> STUDY MATERIAL:
//! Force / acceleration contributors for the n-body engine
//!
//! Defines the acceleration trait, a set that sums several terms, and the
//! direct Newtonian gravity term used by the planetary system

use std::sync::Arc;

use log::warn;

use crate::simulation::errors::{Result, SimError};
use crate::simulation::params::{Parameters, SeparationPolicy};
use crate::simulation::states::{Body, NVec3};

/// Trait for acceleration sources operating on a slice of bodies
/// Implementations add their contribution into `out[i]` for each body and
/// must not touch `out` when they return an error they detected up front
pub trait Acceleration {
    fn acceleration(&self, bodies: &[Body], out: &mut [NVec3]) -> Result<()>;
}

/// Collection of acceleration terms
/// Terms are shared behind `Arc` so a system and its clones use the same set
#[derive(Clone, Default)]
pub struct AccelSet {
    terms: Vec<Arc<dyn Acceleration + Send + Sync>>,
}

impl AccelSet {
    /// Create an empty acceleration set
    pub fn new() -> Self {
        Self {
            terms: Vec::new(),
        }
    }

    /// Set holding only Newtonian gravity configured from `params`
    pub fn gravity(params: &Parameters) -> Self {
        Self::new().with(NewtonianGravity::from_params(params))
    }

    /// Add an acceleration term
    pub fn with(mut self, term: impl Acceleration + Send + Sync + 'static) -> Self {
        self.terms.push(Arc::new(term));
        self
    }

    pub fn len(&self) -> usize {
        self.terms.len()
    }

    pub fn is_empty(&self) -> bool {
        self.terms.is_empty()
    }

    /// Compute total accelerations for all bodies
    /// - `out[i]` will be set to the sum of contributions from all terms
    pub fn accumulate_accels(&self, bodies: &[Body], out: &mut [NVec3]) -> Result<()> {
        // Zero buffer
        for a in out.iter_mut() {
            *a = NVec3::zeros();
        }
        // Iterate over all acceleration contributors
        for term in &self.terms {
            term.acceleration(bodies, out)?;
        }
        Ok(())
    }
}

impl std::fmt::Debug for AccelSet {
    fn fmt(&self, f: &mut std::fmt::Formatter<'_>) -> std::fmt::Result {
        f.debug_struct("AccelSet")
            .field("terms", &self.terms.len())
            .finish()
    }
}

/// Newtonian gravity, direct n^2 sum
/// F = G m1 m2 / r^2 along the unit vector between the pair
#[allow(non_snake_case)]
#[derive(Debug, Clone)]
pub struct NewtonianGravity {
    pub G: f64, // gravitational constant
    pub min_separation: f64, // distance floor
    pub policy: SeparationPolicy, // what happens below the floor
}

impl NewtonianGravity {
    pub fn from_params(params: &Parameters) -> Self {
        Self {
            G: params.G,
            min_separation: params.min_separation,
            policy: params.separation,
        }
    }

    /// First pair closer than `min_separation`, if any
    fn closest_violation(&self, bodies: &[Body]) -> Option<SimError> {
        let floor2 = self.min_separation * self.min_separation;
        let n = bodies.len();
        for i in 0..n {
            for j in (i + 1)..n {
                let r2 = (bodies[j].x - bodies[i].x).norm_squared();
                if r2 == 0.0 || r2 < floor2 {
                    return Some(SimError::DegenerateSeparation {
                        a: bodies[i].id(),
                        b: bodies[j].id(),
                        distance: r2.sqrt(),
                    });
                }
            }
        }
        None
    }
}

impl Acceleration for NewtonianGravity {
    fn acceleration(&self, bodies: &[Body], out: &mut [NVec3]) -> Result<()> {
        let n = bodies.len();
        if n < 2 { // Nothing to attract
            return Ok(());
        }

        // Validate the whole configuration before writing anything
        if self.policy == SeparationPolicy::Reject {
            if let Some(err) = self.closest_violation(bodies) {
                return Err(err);
            }
        }

        let floor2 = self.min_separation * self.min_separation;

        // Loop over each unordered pair (i, j) with i < j
        for i in 0..n {
            // bi: body i (left side of the pair)
            let bi = &bodies[i];

            for j in (i + 1)..n {
                // bj: body j (right side of the pair)
                let bj = &bodies[j];

                // r points from i to j: i is pulled along +r, j along -r
                let r = bj.x - bi.x;
                let r2 = r.norm_squared();

                if r2 == 0.0 {
                    // direction undefined, only reachable under Clamp
                    warn!("bodies {} and {} coincide, pair skipped", bi.id(), bj.id());
                    continue;
                }

                let d2 = if r2 < floor2 {
                    warn!(
                        "bodies {} and {} closer than {}, clamped",
                        bi.id(),
                        bj.id(),
                        self.min_separation
                    );
                    floor2
                } else {
                    r2
                };

                // unit direction from i to j
                let dir = r / r2.sqrt();

                // G / d^2, scaled by the partner's mass below
                let coef = self.G / d2;

                // a_i += G m_j r_hat / d^2
                out[i] += coef * bj.m * dir;

                // a_j -= G m_i r_hat / d^2
                out[j] -= coef * bi.m * dir;
            }
        }
        Ok(())
    }
}
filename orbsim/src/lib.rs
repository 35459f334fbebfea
pub mod simulation;
pub mod configuration;
pub mod benchmark;

pub use simulation::states::{Body, BodyId, IdAllocator, NVec3};
pub use simulation::errors::{Result, SimError};
pub use simulation::params::{HistoryMode, Parameters, SeparationPolicy};
pub use simulation::kepler::{keplerian_to_cartesian, specific_orbital_energy, KeplerianElements};
pub use simulation::forces::{AccelSet, Acceleration, NewtonianGravity};
pub use simulation::history::PoseHistory;
pub use simulation::system::{Observer, PlanetarySystem};
pub use simulation::generator::{Entity, GeneratorConfig, SystemGenerator};
pub use simulation::engine::Engine;
pub use simulation::scenario::Scenario;

pub use configuration::config::{EngineConfig, ParametersConfig, GeneratorSettings, BodyConfig, OrbitConfig, ScenarioConfig};

pub use benchmark::benchmark::{bench_accelerate, bench_predict_path};
//! Run settings of the headless driver
//!
//! Fixed step size, tick count, diagnostics period and whether histories are
//! warmed up before the run starts

use crate::configuration::config::EngineConfig;
use crate::simulation::errors::{Result, SimError};

#[derive(Debug, Clone, PartialEq)]
pub struct Engine {
    pub dt: f64, // fixed time step
    pub steps: usize, // ticks to run
    pub log_every: usize, // 0 = no periodic diagnostics
    pub warmup: bool, // fill histories first
}

impl Engine {
    pub fn from_config(cfg: &EngineConfig) -> Result<Self> {
        if !(cfg.dt.is_finite() && cfg.dt > 0.0) {
            return Err(SimError::InvalidParameter(format!(
                "engine dt must be positive, got {}",
                cfg.dt
            )));
        }
        Ok(Self {
            dt: cfg.dt,
            steps: cfg.steps,
            log_every: cfg.log_every,
            warmup: cfg.warmup,
        })
    }

    /// Whether diagnostics are due after tick `tick` (1-based)
    pub fn should_log(&self, tick: usize) -> bool {
        self.log_every != 0 && tick % self.log_every == 0
    }
}
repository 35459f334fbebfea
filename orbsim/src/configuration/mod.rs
pub mod config;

> WORK INSTRUCTIONS: Repeat the entries above exactly, beginning at their first line and ending with the line that contains "self.terms.push(Arc::new(term));", with nothing added.

> ANSWER TO THE PROBLEM:
//! Force / acceleration contributors for the n-body engine
//!
//! Defines the acceleration trait, a set that sums several terms, and the
//! direct Newtonian gravity term used by the planetary system

use std::sync::Arc;

use log::warn;

use crate::simulation::errors::{Result, SimError};
use crate::simulation::params::{Parameters, SeparationPolicy};
use crate::simulation::states::{Body, NVec3};

/// Trait for acceleration sources operating on a slice of bodies
/// Implementations add their contribution into `out[i]` for each body and
/// must not touch `out` when they return an error they detected up front
pub trait Acceleration {
    fn acceleration(&self, bodies: &[Body], out: &mut [NVec3]) -> Result<()>;
}

/// Collection of acceleration terms
/// Terms are shared behind `Arc` so a system and its clones use the same set
#[derive(Clone, Default)]
pub struct AccelSet {
    terms: Vec<Arc<dyn Acceleration + Send + Sync>>,
}

impl AccelSet {
    /// Create an empty acceleration set
    pub fn new() -> Self {
        Self {
            terms: Vec::new(),
        }
    }

    /// Set holding only Newtonian gravity configured from `params`
    pub fn gravity(params: &Parameters) -> Self {
        Self::new().with(NewtonianGravity::from_params(params))
    }

    /// Add an acceleration term
    pub fn with(mut self, term: impl Acceleration + Send + Sync + 'static) -> Self {
        self.terms.push(Arc::new(term));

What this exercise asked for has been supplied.